START Source data

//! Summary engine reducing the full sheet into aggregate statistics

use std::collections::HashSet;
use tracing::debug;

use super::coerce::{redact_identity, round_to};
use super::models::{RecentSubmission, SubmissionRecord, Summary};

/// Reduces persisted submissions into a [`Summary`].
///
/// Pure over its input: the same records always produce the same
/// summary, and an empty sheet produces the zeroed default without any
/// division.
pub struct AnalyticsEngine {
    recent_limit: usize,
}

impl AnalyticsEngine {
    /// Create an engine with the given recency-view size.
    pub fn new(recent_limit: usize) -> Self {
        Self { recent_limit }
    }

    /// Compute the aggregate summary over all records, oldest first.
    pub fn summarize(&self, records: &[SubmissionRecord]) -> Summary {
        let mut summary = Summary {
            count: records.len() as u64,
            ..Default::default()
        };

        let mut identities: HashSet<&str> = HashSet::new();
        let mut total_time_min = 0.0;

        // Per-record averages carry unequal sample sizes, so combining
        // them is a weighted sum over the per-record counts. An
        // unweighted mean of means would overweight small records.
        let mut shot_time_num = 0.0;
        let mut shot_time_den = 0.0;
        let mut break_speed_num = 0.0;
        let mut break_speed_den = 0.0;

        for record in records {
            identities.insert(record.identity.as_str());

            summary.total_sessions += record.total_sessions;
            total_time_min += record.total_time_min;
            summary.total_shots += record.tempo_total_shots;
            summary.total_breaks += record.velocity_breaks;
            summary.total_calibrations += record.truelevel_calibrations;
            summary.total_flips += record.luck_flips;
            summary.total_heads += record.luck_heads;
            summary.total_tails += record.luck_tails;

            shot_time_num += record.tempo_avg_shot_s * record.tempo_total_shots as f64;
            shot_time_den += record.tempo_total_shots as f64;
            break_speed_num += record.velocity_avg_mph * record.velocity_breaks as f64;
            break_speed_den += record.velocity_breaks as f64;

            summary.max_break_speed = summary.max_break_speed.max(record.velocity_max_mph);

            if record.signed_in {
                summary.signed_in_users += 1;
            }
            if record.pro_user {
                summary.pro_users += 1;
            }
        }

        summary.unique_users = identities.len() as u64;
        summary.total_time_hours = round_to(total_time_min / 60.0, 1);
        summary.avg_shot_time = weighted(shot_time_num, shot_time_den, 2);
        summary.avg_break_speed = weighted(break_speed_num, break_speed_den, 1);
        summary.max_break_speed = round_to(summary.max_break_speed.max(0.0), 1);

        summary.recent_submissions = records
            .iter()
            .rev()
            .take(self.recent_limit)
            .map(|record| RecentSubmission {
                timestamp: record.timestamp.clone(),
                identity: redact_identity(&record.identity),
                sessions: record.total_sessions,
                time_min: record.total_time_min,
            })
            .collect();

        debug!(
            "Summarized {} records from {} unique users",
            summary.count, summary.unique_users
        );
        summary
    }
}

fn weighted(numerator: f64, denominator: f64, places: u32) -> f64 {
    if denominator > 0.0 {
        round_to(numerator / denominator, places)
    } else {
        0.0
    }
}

END Source data
START Source data

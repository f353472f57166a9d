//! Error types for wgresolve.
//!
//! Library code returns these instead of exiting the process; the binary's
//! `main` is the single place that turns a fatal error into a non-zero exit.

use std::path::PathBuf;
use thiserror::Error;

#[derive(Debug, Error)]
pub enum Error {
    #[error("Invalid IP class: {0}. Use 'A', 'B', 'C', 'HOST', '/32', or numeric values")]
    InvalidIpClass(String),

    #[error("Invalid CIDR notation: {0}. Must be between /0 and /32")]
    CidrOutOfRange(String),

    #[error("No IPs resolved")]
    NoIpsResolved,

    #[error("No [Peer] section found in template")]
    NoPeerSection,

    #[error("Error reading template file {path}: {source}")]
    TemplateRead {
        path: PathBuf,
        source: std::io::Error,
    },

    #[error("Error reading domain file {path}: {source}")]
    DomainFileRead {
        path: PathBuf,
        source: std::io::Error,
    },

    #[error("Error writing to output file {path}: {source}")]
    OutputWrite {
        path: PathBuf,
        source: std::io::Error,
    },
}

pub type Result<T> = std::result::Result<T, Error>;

END Source data
START Source data

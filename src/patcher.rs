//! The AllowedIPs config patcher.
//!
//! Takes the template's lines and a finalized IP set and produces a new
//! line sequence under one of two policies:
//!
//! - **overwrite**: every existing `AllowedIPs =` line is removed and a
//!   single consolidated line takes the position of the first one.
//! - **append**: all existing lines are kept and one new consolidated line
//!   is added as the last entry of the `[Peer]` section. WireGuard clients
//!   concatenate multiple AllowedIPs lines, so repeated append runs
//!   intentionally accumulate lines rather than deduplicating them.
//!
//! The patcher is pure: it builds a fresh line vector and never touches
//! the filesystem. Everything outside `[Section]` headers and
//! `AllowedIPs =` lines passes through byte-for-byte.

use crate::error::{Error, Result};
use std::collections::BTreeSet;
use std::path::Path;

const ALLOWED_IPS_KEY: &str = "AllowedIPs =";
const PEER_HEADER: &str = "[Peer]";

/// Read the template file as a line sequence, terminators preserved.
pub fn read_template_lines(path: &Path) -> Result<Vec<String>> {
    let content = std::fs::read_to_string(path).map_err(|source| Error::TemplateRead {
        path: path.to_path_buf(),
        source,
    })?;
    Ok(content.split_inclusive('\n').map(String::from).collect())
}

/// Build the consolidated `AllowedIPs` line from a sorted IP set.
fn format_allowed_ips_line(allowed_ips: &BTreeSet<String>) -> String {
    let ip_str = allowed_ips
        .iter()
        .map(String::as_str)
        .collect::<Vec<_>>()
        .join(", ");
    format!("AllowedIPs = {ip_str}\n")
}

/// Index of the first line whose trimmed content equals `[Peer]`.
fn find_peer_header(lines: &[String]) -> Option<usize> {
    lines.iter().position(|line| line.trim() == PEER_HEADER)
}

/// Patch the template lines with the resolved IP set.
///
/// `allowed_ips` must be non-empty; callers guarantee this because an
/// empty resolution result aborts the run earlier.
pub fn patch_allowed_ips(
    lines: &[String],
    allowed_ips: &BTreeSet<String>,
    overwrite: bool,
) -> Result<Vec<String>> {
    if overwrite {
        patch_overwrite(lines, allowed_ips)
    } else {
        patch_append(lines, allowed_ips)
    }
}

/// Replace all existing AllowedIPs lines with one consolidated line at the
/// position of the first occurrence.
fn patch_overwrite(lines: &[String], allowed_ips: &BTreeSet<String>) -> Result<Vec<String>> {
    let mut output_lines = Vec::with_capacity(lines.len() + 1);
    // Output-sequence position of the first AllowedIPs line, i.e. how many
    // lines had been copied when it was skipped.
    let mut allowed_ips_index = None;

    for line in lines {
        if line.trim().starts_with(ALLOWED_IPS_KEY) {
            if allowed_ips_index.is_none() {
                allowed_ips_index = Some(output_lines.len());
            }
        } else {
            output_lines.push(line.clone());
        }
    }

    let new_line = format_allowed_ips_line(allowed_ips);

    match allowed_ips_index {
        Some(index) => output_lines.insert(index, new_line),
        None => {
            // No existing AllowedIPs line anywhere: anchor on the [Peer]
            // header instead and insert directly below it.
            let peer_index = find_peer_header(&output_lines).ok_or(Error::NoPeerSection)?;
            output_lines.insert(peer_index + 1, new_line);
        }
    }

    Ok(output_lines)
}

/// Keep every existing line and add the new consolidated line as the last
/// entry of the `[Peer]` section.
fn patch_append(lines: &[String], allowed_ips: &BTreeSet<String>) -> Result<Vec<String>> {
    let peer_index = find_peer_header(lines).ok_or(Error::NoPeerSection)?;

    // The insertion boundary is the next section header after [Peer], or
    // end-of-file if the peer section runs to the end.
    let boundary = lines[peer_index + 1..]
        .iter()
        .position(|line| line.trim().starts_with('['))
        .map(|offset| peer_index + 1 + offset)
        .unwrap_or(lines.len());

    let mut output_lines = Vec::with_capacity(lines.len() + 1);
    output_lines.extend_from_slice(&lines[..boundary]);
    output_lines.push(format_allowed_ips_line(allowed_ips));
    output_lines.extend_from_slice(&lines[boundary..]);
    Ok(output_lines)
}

END Source data

## What to work on
Line count for the word "clone": please state how many lines of the records above contain it, and nothing else.

## The answer
2